The Israeli government directly and indirectly attacked the international human rights organization Human Rights Watch following its release yesterday (19 December) of a report entitled Separate and Unequal: Israel's Discriminatory Treatment of Palestinians in the Occupied Palestinian Territories.
Mark Regev, a spokesperson for Israeli Prime Minister Benjamin Netanyahu, noted that "unfortunately over the past years a series of documented cases have shown Human Rights Watch reports to have clearly been polluted by an anti-Israel agenda." And while Netanyahu did not mention Human Rights Watch or its report explicitly, he noted that “we must expose the hypocrisy of human rights organizations that turn a blind eye to the most repressive regimes in the world, regimes that stone women and hang gays, and instead target the only liberal democracy in the Middle East.”
“This is yet another one-sided report,” added Regev.
Israeli officials failed to respond to the detailed evidence in this 166 page report, which demonstrates how Israel operates a two-tier system for the two populations of the West Bank in so-called Areas C, over which Israel maintains exclusive control. The report is based on case studies comparing Israel's starkly different treatment of settlements and nearby Palestinian communities. Most alarming for the Israeli government, the report further calls on the US and EU member states and on businesses with operations in settlement areas to avoid supporting Israeli settlement policies that are inherently discriminatory and which violate international law.
On International Human Rights Day earlier this month, Israeli officials further demonstrated their official attitude to human rights by holding a conference with the inflammatory and one-sided group NGO Monitor. In a joint press conference with NGO Monitor staff, Deputy Foreign Minister Danny Ayalon noted that human rights organizations “have been manipulated and used either by terror organizations or other elements to try and strip the right of self-defence from democracies.”

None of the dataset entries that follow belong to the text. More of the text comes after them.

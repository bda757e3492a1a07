//! Ledger domain types.
//!
//! Accounts, transactions, their statuses and the correlation keys used to
//! re-locate a transaction from inbound events.

use chrono::{DateTime, Utc};
use rust_decimal::Decimal;
use serde::{Deserialize, Serialize};
use std::fmt;

use billing_shared::types::{AccountId, TransactionId};

/// Transaction status.
///
/// `Pending` and `Processing` are open; `Success`, `Canceled` and `Failed`
/// are terminal and never change again.
#[derive(Debug, Clone, Copy, PartialEq, Eq, Hash, Serialize, Deserialize)]
#[serde(rename_all = "lowercase")]
pub enum TransactionStatus {
    /// Recorded, waiting for an external outcome.
    Pending,
    /// Waiting on the payment provider.
    Processing,
    /// Settled; counts towards balances.
    Success,
    /// Canceled by the provider or by a failed validation.
    Canceled,
    /// Failed on an error path.
    Failed,
}

impl TransactionStatus {
    /// Returns the string representation of the status.
    #[must_use]
    pub const fn as_str(&self) -> &'static str {
        match self {
            Self::Pending => "pending",
            Self::Processing => "processing",
            Self::Success => "success",
            Self::Canceled => "canceled",
            Self::Failed => "failed",
        }
    }

    /// Parses a status from a string.
    pub fn parse(s: &str) -> Option<Self> {
        match s.to_lowercase().as_str() {
            "pending" => Some(Self::Pending),
            "processing" => Some(Self::Processing),
            "success" => Some(Self::Success),
            "canceled" => Some(Self::Canceled),
            "failed" => Some(Self::Failed),
            _ => None,
        }
    }

    /// Returns true if no further transition is permitted.
    #[must_use]
    pub const fn is_terminal(&self) -> bool {
        matches!(self, Self::Success | Self::Canceled | Self::Failed)
    }
}

impl fmt::Display for TransactionStatus {
    fn fmt(&self, f: &mut fmt::Formatter<'_>) -> fmt::Result {
        f.write_str(self.as_str())
    }
}

/// What a transaction represents.
#[derive(Debug, Clone, Copy, PartialEq, Eq, Hash, Serialize, Deserialize)]
#[serde(rename_all = "snake_case")]
pub enum TransactionKind {
    /// Funded by a payment-provider intent, bank to account.
    Payment,
    /// Usage charge, payer to payee.
    UsageDebit,
    /// Internal credit from the bank account.
    Deposit,
}

impl TransactionKind {
    /// Returns the string representation of the kind.
    #[must_use]
    pub const fn as_str(&self) -> &'static str {
        match self {
            Self::Payment => "payment",
            Self::UsageDebit => "usage_debit",
            Self::Deposit => "deposit",
        }
    }

    /// Parses a kind from a string.
    pub fn parse(s: &str) -> Option<Self> {
        match s {
            "payment" => Some(Self::Payment),
            "usage_debit" => Some(Self::UsageDebit),
            "deposit" => Some(Self::Deposit),
            _ => None,
        }
    }
}

impl fmt::Display for TransactionKind {
    fn fmt(&self, f: &mut fmt::Formatter<'_>) -> fmt::Result {
        f.write_str(self.as_str())
    }
}

/// Payment intent status as reported by the payment provider.
#[derive(Debug, Clone, Copy, PartialEq, Eq, Hash, Serialize, Deserialize)]
#[serde(rename_all = "snake_case")]
pub enum PaymentIntentStatus {
    RequiresPaymentMethod,
    RequiresConfirmation,
    RequiresAction,
    Processing,
    RequiresCapture,
    Canceled,
    Succeeded,
}

impl PaymentIntentStatus {
    /// Provider token for this status.
    #[must_use]
    pub const fn as_str(&self) -> &'static str {
        match self {
            Self::RequiresPaymentMethod => "requires_payment_method",
            Self::RequiresConfirmation => "requires_confirmation",
            Self::RequiresAction => "requires_action",
            Self::Processing => "processing",
            Self::RequiresCapture => "requires_capture",
            Self::Canceled => "canceled",
            Self::Succeeded => "succeeded",
        }
    }

    /// Parses a provider token.
    pub fn parse(s: &str) -> Option<Self> {
        match s {
            "requires_payment_method" => Some(Self::RequiresPaymentMethod),
            "requires_confirmation" => Some(Self::RequiresConfirmation),
            "requires_action" => Some(Self::RequiresAction),
            "processing" => Some(Self::Processing),
            "requires_capture" => Some(Self::RequiresCapture),
            "canceled" => Some(Self::Canceled),
            "succeeded" => Some(Self::Succeeded),
            _ => None,
        }
    }
}

impl fmt::Display for PaymentIntentStatus {
    fn fmt(&self, f: &mut fmt::Formatter<'_>) -> fmt::Result {
        f.write_str(self.as_str())
    }
}

/// A per-user billing account.
#[derive(Debug, Clone, PartialEq, Eq, Serialize, Deserialize)]
pub struct Account {
    pub id: AccountId,
    /// External user identity; one account per user.
    pub user_id: String,
    pub email: String,
    /// Billing-provider customer reference, attached on first payment.
    pub customer_ref: Option<String>,
    /// Cached balance. The ledger sum is authoritative.
    pub balance: Option<i64>,
    pub created_at: DateTime<Utc>,
    pub updated_at: Option<DateTime<Utc>>,
}

/// Input for creating an account.
#[derive(Debug, Clone, Default)]
pub struct NewAccount {
    /// Assigned by the store when absent.
    pub id: Option<AccountId>,
    pub user_id: String,
    pub email: String,
    /// Assigned by the store when absent.
    pub created_at: Option<DateTime<Utc>>,
}

impl NewAccount {
    /// Creates an input for the given user.
    #[must_use]
    pub fn new(user_id: impl Into<String>, email: impl Into<String>) -> Self {
        Self {
            user_id: user_id.into(),
            email: email.into(),
            ..Self::default()
        }
    }
}

/// Payment-provider fields of a transaction.
#[derive(Debug, Clone, Default, PartialEq, Eq, Serialize, Deserialize)]
pub struct PaymentDetails {
    pub intent_id: Option<String>,
    pub client_secret: Option<String>,
    /// Mirror of the provider's intent status.
    pub status: Option<PaymentIntentStatus>,
    pub checkout_session_id: Option<String>,
}

/// Usage fields of a `UsageDebit` transaction.
#[derive(Debug, Clone, Default, PartialEq, Eq, Serialize, Deserialize)]
pub struct UsageDetails {
    pub stream_id: String,
    pub stream_name: Option<String>,
    pub stream_contract_address: String,
    pub stream_is_live: bool,
    pub profile_id: Option<String>,
    pub profile_name: Option<String>,
    /// Profile cost in major units.
    pub profile_cost: Option<Decimal>,
    pub task_id: Option<String>,
    pub chunk_num: i64,
    pub duration_secs: i64,
    /// Price per second in major units.
    pub price: Decimal,
}

/// A ledger transaction.
#[derive(Debug, Clone, PartialEq, Eq, Serialize, Deserialize)]
pub struct Transaction {
    pub id: TransactionId,
    pub kind: TransactionKind,
    pub from: AccountId,
    pub to: AccountId,
    /// Minor currency units.
    pub amount: i64,
    pub status: TransactionStatus,
    pub payment: PaymentDetails,
    pub usage: Option<UsageDetails>,
    pub created_at: DateTime<Utc>,
    /// Last time a reconciliation claim was taken or released.
    pub checked_at: DateTime<Utc>,
    pub is_locked: bool,
}

impl Transaction {
    /// Returns true if the given correlation key points at this transaction.
    #[must_use]
    pub fn matches(&self, key: &CorrelationKey) -> bool {
        match key {
            CorrelationKey::PaymentIntent(id) => self.payment.intent_id.as_deref() == Some(id),
            CorrelationKey::CheckoutSession(id) => {
                self.payment.checkout_session_id.as_deref() == Some(id)
            }
            CorrelationKey::StreamChunk {
                contract_address,
                chunk_num,
            } => self.usage.as_ref().is_some_and(|usage| {
                usage.stream_contract_address == *contract_address
                    && usage.chunk_num == *chunk_num
            }),
        }
    }

    /// Returns true if the reconciler may claim this transaction.
    #[must_use]
    pub fn is_claimable(&self) -> bool {
        !self.is_locked
            && self.status == TransactionStatus::Processing
            && self.payment.intent_id.is_some()
    }
}

/// Input for creating a transaction.
#[derive(Debug, Clone)]
pub struct NewTransaction {
    /// Assigned by the store when absent.
    pub id: Option<TransactionId>,
    pub kind: TransactionKind,
    pub from: AccountId,
    pub to: AccountId,
    pub amount: i64,
    pub status: TransactionStatus,
    pub payment: PaymentDetails,
    pub usage: Option<UsageDetails>,
    /// Assigned by the store when absent.
    pub created_at: Option<DateTime<Utc>>,
}

impl NewTransaction {
    /// A successful credit from the bank account.
    #[must_use]
    pub fn deposit(to: AccountId, amount: i64) -> Self {
        Self {
            id: None,
            kind: TransactionKind::Deposit,
            from: AccountId::BANK,
            to,
            amount,
            status: TransactionStatus::Success,
            payment: PaymentDetails::default(),
            usage: None,
            created_at: None,
        }
    }

    /// A payment awaiting its provider intent.
    #[must_use]
    pub fn payment(to: AccountId, amount: i64, payment: PaymentDetails) -> Self {
        Self {
            id: None,
            kind: TransactionKind::Payment,
            from: AccountId::BANK,
            to,
            amount,
            status: TransactionStatus::Processing,
            payment,
            usage: None,
            created_at: None,
        }
    }

    /// A pending usage charge from `from` to `to`.
    #[must_use]
    pub fn usage_debit(from: AccountId, to: AccountId, amount: i64, usage: UsageDetails) -> Self {
        Self {
            id: None,
            kind: TransactionKind::UsageDebit,
            from,
            to,
            amount,
            status: TransactionStatus::Pending,
            payment: PaymentDetails::default(),
            usage: Some(usage),
            created_at: None,
        }
    }

    /// Overrides the initial status.
    #[must_use]
    pub const fn with_status(mut self, status: TransactionStatus) -> Self {
        self.status = status;
        self
    }
}

/// External identifier used to re-locate a transaction.
#[derive(Debug, Clone, PartialEq, Eq, Hash, Serialize, Deserialize)]
#[serde(tag = "kind", content = "value", rename_all = "snake_case")]
pub enum CorrelationKey {
    /// Payment-provider intent ID.
    PaymentIntent(String),
    /// Checkout-session ID.
    CheckoutSession(String),
    /// Stream contract address and chunk number of a usage debit.
    StreamChunk {
        contract_address: String,
        chunk_num: i64,
    },
}

impl fmt::Display for CorrelationKey {
    fn fmt(&self, f: &mut fmt::Formatter<'_>) -> fmt::Result {
        match self {
            Self::PaymentIntent(id) => write!(f, "payment_intent:{id}"),
            Self::CheckoutSession(id) => write!(f, "checkout_session:{id}"),
            Self::StreamChunk {
                contract_address,
                chunk_num,
            } => write!(f, "stream_chunk:{contract_address}/{chunk_num}"),
        }
    }
}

According to the HRW report, "Palestinians face systematic discrimination merely because of their race, ethnicity, and national origin, depriving them of electricity, water, schools, and access to roads, while nearby Jewish settlers enjoy all of these state-provided benefits. While Israeli settlements flourish, Palestinians under Israeli control live in a time warp - not just separate, not just unequal, but sometimes even pushed off their lands and out of their homes ...Discrimination of the kind practiced daily in the West Bank should be beyond the pale for anyone.”